Thereafter, Mother and Father participated in supervised visits with the children and drug
testing. Mother and Father reported to all drug tests as requested by the Department. On one
occasion, drug tests were administered in the middle of a visit with the children. These tests showed
that Mother and Father were positive for methamphetamines. Because of the positive drug test
results, the visit was immediately ended.
A Department caseworker, Wesley Hibbits, testified that the Department’s main concern
in this case was the parents’ drug use. There was no indication that Mother or Father were dealing
with their drug problems. Neither parent had completed a drug assessment or participated in any
kind of drug treatment. Hibbits was aware that Mother and Father had moved to a new house, but
he had not visited the new house. Hibbits explained that it was futile for him to screen the parents’
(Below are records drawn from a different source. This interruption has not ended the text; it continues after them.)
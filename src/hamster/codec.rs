// src/hamster/codec.rs  -  54-byte wire codec + handshake
//
// MOTORING PACKET  (host → robot, ASCII, CR-terminated, 54 bytes)
//   [0]      topology, low nibble
//   [1..5)   literal "0010"
//   [5..7)   left wheel   (signed 8-bit, 2 hex)
//   [7..9)   right wheel  (signed 8-bit, 2 hex)
//   [9..11)  left LED color
//   [11..13) right LED color
//   [13..19) buzzer Hz × 100  (3 bytes, 6 hex)
//   [19..21) note
//   [21..23) (mode << 3) | ((speed - 1) & 7) | toggle flag
//   [23..25) proximity config
//   [25..27) (gravity << 4) | bandwidth
//   [27..29) (io mode A << 4) | io mode B
//   [29..31) output A
//   [31..33) output B
//   [33..39) literal "000000"
//   [39]     '-'
//   [40..52) 12-digit bridge address
//   [52]     pad
//   [53]     CR
//
// SENSORY PACKET  (robot → host, 54 bytes)
//   [6..8)   signal strength   (raw - 0x100)
//   [8..12)  left / right proximity
//   [12..16) left / right floor
//   [16..28) acceleration x/y/z  (16-bit, raw - 0x10000 when > 0x7FFF)
//   [28..30) slow-channel discriminator: "00" → light, else temperature
//   [30..34) light        (when discriminator is "00")
//   [30..32) temperature  (signed code t; exposed as t/2 + 24)
//   [34..38) input A / input B
//   [38..40) line tracer state byte
//
// HANDSHAKE
//   Host → peer:  "FF\r"
//   Peer → host:  "FF,<model>,04,<x>,<12-hex-address>\r"
//   Accepted iff the model is "Hamster" (case-insensitive) and field 2
//   equals "04".

use super::{idx, Motoring};
use crate::connector::{ConnectionResult, ConnectionState, Connector};
use crate::device::DeviceTable;
use crate::serial::SerialTransport;

pub(super) const MOTORING_PACKET_LENGTH: usize = 54;
pub(super) const SENSORY_PACKET_LENGTH: usize = 54;

const HANDSHAKE_RETRY: usize = 10;

const HEX_DIGITS: &[u8; 16] = b"0123456789ABCDEF";

fn hex_digit_value(byte: u8) -> i32 {
    match byte {
        b'0'..=b'9' => (byte - b'0') as i32,
        b'a'..=b'f' => (byte - b'a') as i32 + 10,
        b'A'..=b'F' => (byte - b'A') as i32 + 10,
        _ => 0,
    }
}

pub(super) fn hex_to_value(buf: &[u8], start: usize, end: usize) -> i32 {
    buf[start..end]
        .iter()
        .fold(0, |acc, &b| (acc << 4) + hex_digit_value(b))
}

/// Append the low `bytes` bytes of `value` as big-endian hex pairs.
fn push_hex(out: &mut Vec<u8>, value: i32, bytes: usize) {
    for i in 0..bytes {
        let byte = (value >> ((bytes - 1 - i) * 8)) & 0xff;
        out.push(HEX_DIGITS[((byte >> 4) & 0xf) as usize]);
        out.push(HEX_DIGITS[(byte & 0xf) as usize]);
    }
}

/// Pack the motoring snapshot into one outbound frame.  A line-tracer
/// mode that was newly written and nonzero toggles the flag bit here,
/// arming the completion state machine.
pub(super) fn encode_motoring(m: &mut Motoring, address: &str) -> Vec<u8> {
    let mut out = Vec::with_capacity(MOTORING_PACKET_LENGTH);

    out.push(HEX_DIGITS[(m.topology & 0x0f) as usize]);
    out.extend_from_slice(b"0010");
    push_hex(&mut out, m.left_wheel, 1);
    push_hex(&mut out, m.right_wheel, 1);
    push_hex(&mut out, m.left_led, 1);
    push_hex(&mut out, m.right_led, 1);
    push_hex(&mut out, (m.buzzer * 100.0) as i32, 3);
    push_hex(&mut out, m.note, 1);

    if m.line_tracer_mode_written {
        if m.line_tracer_mode > 0 {
            m.line_tracer_flag ^= 0x80;
            m.line_tracer_event = 1;
        }
        m.line_tracer_mode_written = false;
    }
    let mut tracer = (m.line_tracer_mode & 0x0f) << 3;
    tracer |= (m.line_tracer_speed - 1) & 0x07;
    tracer |= m.line_tracer_flag;
    push_hex(&mut out, tracer, 1);

    push_hex(&mut out, m.config_proximity, 1);
    push_hex(&mut out, ((m.config_gravity & 0x0f) << 4) | (m.config_band_width & 0x0f), 1);
    push_hex(&mut out, ((m.io_mode_a & 0x0f) << 4) | (m.io_mode_b & 0x0f), 1);
    push_hex(&mut out, m.output_a, 1);
    push_hex(&mut out, m.output_b, 1);
    out.extend_from_slice(b"000000");
    out.push(b'-');
    let addr = address.as_bytes();
    for i in 0..12 {
        out.push(*addr.get(i).unwrap_or(&b'0'));
    }
    out.push(b'0');
    out.push(b'\r');
    out
}

/// Decode one inbound frame into the staged sensor cells.  The slow
/// channel multiplexes light and temperature; the last seen value of
/// each is latched in the motoring scratch so polling always reads the
/// most recent of both.
pub(super) fn decode_sensory(devices: &DeviceTable, m: &mut Motoring, packet: &[u8]) -> bool {
    if packet.len() < SENSORY_PACKET_LENGTH {
        return false;
    }

    devices
        .at(idx::SIGNAL_STRENGTH)
        .put(hex_to_value(packet, 6, 8) - 0x100);
    devices.at(idx::LEFT_PROXIMITY).put(hex_to_value(packet, 8, 10));
    devices.at(idx::RIGHT_PROXIMITY).put(hex_to_value(packet, 10, 12));
    devices.at(idx::LEFT_FLOOR).put(hex_to_value(packet, 12, 14));
    devices.at(idx::RIGHT_FLOOR).put(hex_to_value(packet, 14, 16));

    for (axis, start) in [(0usize, 16usize), (1, 20), (2, 24)] {
        let mut value = hex_to_value(packet, start, start + 4);
        if value > 0x7FFF {
            value -= 0x10000;
        }
        devices.at(idx::ACCELERATION).put_at(axis, value);
    }

    if hex_to_value(packet, 28, 30) == 0 {
        m.light = hex_to_value(packet, 30, 34);
    } else {
        let mut code = hex_to_value(packet, 30, 32);
        if code > 0x7F {
            code -= 0x100;
        }
        m.temperature = (code as f32 / 2.0 + 24.0) as i32;
    }
    devices.at(idx::LIGHT).put(m.light);
    devices.at(idx::TEMPERATURE).put(m.temperature);

    devices.at(idx::INPUT_A).put(hex_to_value(packet, 34, 36));
    devices.at(idx::INPUT_B).put(hex_to_value(packet, 36, 38));

    let state = hex_to_value(packet, 38, 40);
    if state & 0x40 != 0 {
        if m.line_tracer_event == 1 && state != 0x40 {
            m.line_tracer_event = 2;
        }
        if m.line_tracer_event == 2 && state != m.line_tracer_state {
            m.line_tracer_state = state;
            devices.at(idx::LINE_TRACER_STATE).put(state);
            if state == 0x40 {
                m.line_tracer_event = 0;
            }
        }
    }
    true
}

/// Class handshake run by the connector once a full-length frame has
/// been seen on a candidate port.
pub fn check_connection(connector: &mut Connector, serial: &mut SerialTransport) -> ConnectionResult {
    for _ in 0..HANDSHAKE_RETRY {
        serial.write(b"FF\r");
        if let Some(reply) = connector.read_packet(serial, Some(b"FF")) {
            return match parse_handshake(&reply) {
                Some(address) => {
                    connector.set_address(&address);
                    connector.set_connection_state(ConnectionState::Connected);
                    ConnectionResult::Found
                }
                None => ConnectionResult::NotAvailable,
            };
        }
    }
    ConnectionResult::NotAvailable
}

pub(super) fn parse_handshake(reply: &[u8]) -> Option<String> {
    let text = std::str::from_utf8(reply).ok()?;
    let fields: Vec<&str> = text.trim_end_matches('\r').split(',').collect();
    if fields.len() < 5 {
        return None;
    }
    if !fields[1].eq_ignore_ascii_case("Hamster") || fields[2] != "04" {
        return None;
    }
    let tail = fields[4];
    if tail.len() < 12 {
        return None;
    }
    Some(tail[..12].to_string())
}

#[cfg(test)]
mod tests {
    use super::super::device_table;
    use super::*;

    fn put_field(packet: &mut [u8], start: usize, hex: &str) {
        packet[start..start + hex.len()].copy_from_slice(hex.as_bytes());
    }

    /// All-zero sensory frame with the terminating CR.
    fn blank_sensory() -> Vec<u8> {
        let mut packet = vec![b'0'; SENSORY_PACKET_LENGTH];
        packet[SENSORY_PACKET_LENGTH - 1] = b'\r';
        packet
    }

    #[test]
    fn motoring_packet_is_54_bytes_and_cr_terminated() {
        let mut m = Motoring::default();
        let frame = encode_motoring(&mut m, "AABBCCDDEEFF");
        assert_eq!(frame.len(), MOTORING_PACKET_LENGTH);
        assert_eq!(*frame.last().unwrap(), b'\r');
        assert_eq!(&frame[1..5], b"0010");
        assert_eq!(&frame[40..52], b"AABBCCDDEEFF");
        assert_eq!(frame[39], b'-');
    }

    #[test]
    fn wheel_speeds_encode_as_signed_bytes() {
        let mut m = Motoring::default();
        m.left_wheel = 50;
        m.right_wheel = -50;
        let frame = encode_motoring(&mut m, "AABBCCDDEEFF");
        assert_eq!(&frame[5..9], b"32CE");
    }

    #[test]
    fn tracer_flag_toggles_once_per_newly_written_mode() {
        let mut m = Motoring::default();
        m.line_tracer_mode = 6;
        m.line_tracer_mode_written = true;

        let first = encode_motoring(&mut m, "AABBCCDDEEFF");
        // (6 << 3) | ((5 - 1) & 7) | 0x80 = 0xB4
        assert_eq!(&first[21..23], b"B4");
        assert_eq!(m.line_tracer_event, 1);

        // Not newly written: flag must hold
        let second = encode_motoring(&mut m, "AABBCCDDEEFF");
        assert_eq!(&second[21..23], b"B4");

        m.line_tracer_mode_written = true;
        let third = encode_motoring(&mut m, "AABBCCDDEEFF");
        assert_eq!(&third[21..23], b"34");
    }

    #[test]
    fn buzzer_frequency_scales_by_100() {
        let mut m = Motoring::default();
        m.buzzer = 440.0;
        let frame = encode_motoring(&mut m, "AABBCCDDEEFF");
        // 440 * 100 = 44000 = 0x00ABE0
        assert_eq!(&frame[13..19], b"00ABE0");
    }

    #[test]
    fn acceleration_axes_sign_extend() {
        let devices = device_table();
        let mut m = Motoring::default();
        let mut packet = blank_sensory();
        put_field(&mut packet, 16, "7FFF");
        put_field(&mut packet, 20, "8000");
        put_field(&mut packet, 24, "0000");
        assert!(decode_sensory(&devices, &mut m, &packet));
        assert_eq!(devices.at(idx::ACCELERATION).read_at(0), 32767);
        assert_eq!(devices.at(idx::ACCELERATION).read_at(1), -32768);
        assert_eq!(devices.at(idx::ACCELERATION).read_at(2), 0);
    }

    #[test]
    fn signal_strength_wraps_below_zero() {
        let devices = device_table();
        let mut m = Motoring::default();
        let mut packet = blank_sensory();
        put_field(&mut packet, 6, "9C");
        decode_sensory(&devices, &mut m, &packet);
        assert_eq!(devices.at(idx::SIGNAL_STRENGTH).read(), 0x9C - 0x100);
    }

    #[test]
    fn light_and_temperature_latch_independently() {
        let devices = device_table();
        let mut m = Motoring::default();

        let mut packet = blank_sensory();
        put_field(&mut packet, 28, "00");
        put_field(&mut packet, 30, "0123");
        decode_sensory(&devices, &mut m, &packet);
        assert_eq!(devices.at(idx::LIGHT).read(), 0x123);
        assert_eq!(devices.at(idx::TEMPERATURE).read(), 0);

        // Temperature frame: code 0x14 = 20 → 20/2 + 24 = 34.
        // The latched light reading must survive.
        let mut packet = blank_sensory();
        put_field(&mut packet, 28, "01");
        put_field(&mut packet, 30, "14");
        decode_sensory(&devices, &mut m, &packet);
        assert_eq!(devices.at(idx::LIGHT).read(), 0x123);
        assert_eq!(devices.at(idx::TEMPERATURE).read(), 34);

        // Negative temperature code: 0xEC = -20 → -20/2 + 24 = 14
        let mut packet = blank_sensory();
        put_field(&mut packet, 28, "01");
        put_field(&mut packet, 30, "EC");
        decode_sensory(&devices, &mut m, &packet);
        assert_eq!(devices.at(idx::TEMPERATURE).read(), 14);
    }

    #[test]
    fn completing_maneuver_raises_exactly_one_state_event() {
        let devices = device_table();
        let mut m = Motoring::default();

        // User writes a completing mode; the next encode arms the machine.
        m.line_tracer_mode = 6;
        m.line_tracer_mode_written = true;
        let _ = encode_motoring(&mut m, "AABBCCDDEEFF");
        assert_eq!(m.line_tracer_event, 1);

        let mut edges = 0;
        for state in ["40", "44", "44", "40"] {
            let mut packet = blank_sensory();
            put_field(&mut packet, 38, state);
            decode_sensory(&devices, &mut m, &packet);
            devices.at(idx::LINE_TRACER_STATE).commit_event();
            if devices.at(idx::LINE_TRACER_STATE).event()
                && devices.at(idx::LINE_TRACER_STATE).read() == 0x40
            {
                edges += 1;
            }
        }
        assert_eq!(edges, 1);
        assert_eq!(m.line_tracer_event, 0);
    }

    #[test]
    fn handshake_reply_parses_model_and_address() {
        assert_eq!(
            parse_handshake(b"FF,Hamster,04,00,AABBCCDDEEFF\r").as_deref(),
            Some("AABBCCDDEEFF")
        );
        // Model name is case-insensitive
        assert_eq!(
            parse_handshake(b"FF,HAMSTER,04,00,AABBCCDDEEFF\r").as_deref(),
            Some("AABBCCDDEEFF")
        );
        assert!(parse_handshake(b"FF,Turtle,04,00,AABBCCDDEEFF\r").is_none());
        assert!(parse_handshake(b"FF,Hamster,05,00,AABBCCDDEEFF\r").is_none());
        assert!(parse_handshake(b"FF,Hamster,04,00,AABB\r").is_none());
        assert!(parse_handshake(b"FF,Hamster,04\r").is_none());
    }

    #[test]
    fn hex_helpers_round_trip_declared_ranges() {
        let mut out = Vec::new();
        push_hex(&mut out, -100, 1);
        assert_eq!(out, b"9C");
        assert_eq!(hex_to_value(b"9C", 0, 2), 0x9C);

        let mut out = Vec::new();
        push_hex(&mut out, 0xABE0, 3);
        assert_eq!(out, b"00ABE0");
        assert_eq!(hex_to_value(&out, 0, 6), 0xABE0);
    }
}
home until they had taken steps to address their drug use. Hibbits stated that Mother and Father
had attended only one counseling session with a Department-approved counselor.
Mother testified that she understood the children had been removed from her home because
of allegations that she and Father were intravenous drug users. Mother admitted to using heroin
twice, methamphetamines three times, and marijuana once while this case was pending. Mother
also admitted to using prescription drugs that were not prescribed for her during the same time
period. In particular, Mother said she had obtained Klonopin from her adult son. Mother claimed
that no one ever told her to obtain a drug assessment. Nevertheless, Mother acknowledged that the
Department referred her to Alpha Home, which is a residential drug treatment facility. Mother said
that she was homeless when she received the referral to Alpha Home and had nowhere to go; she
did not follow up with the Department’s referral because she had found a place to stay. Mother
also stated that Garza gave her a referral to a counselor.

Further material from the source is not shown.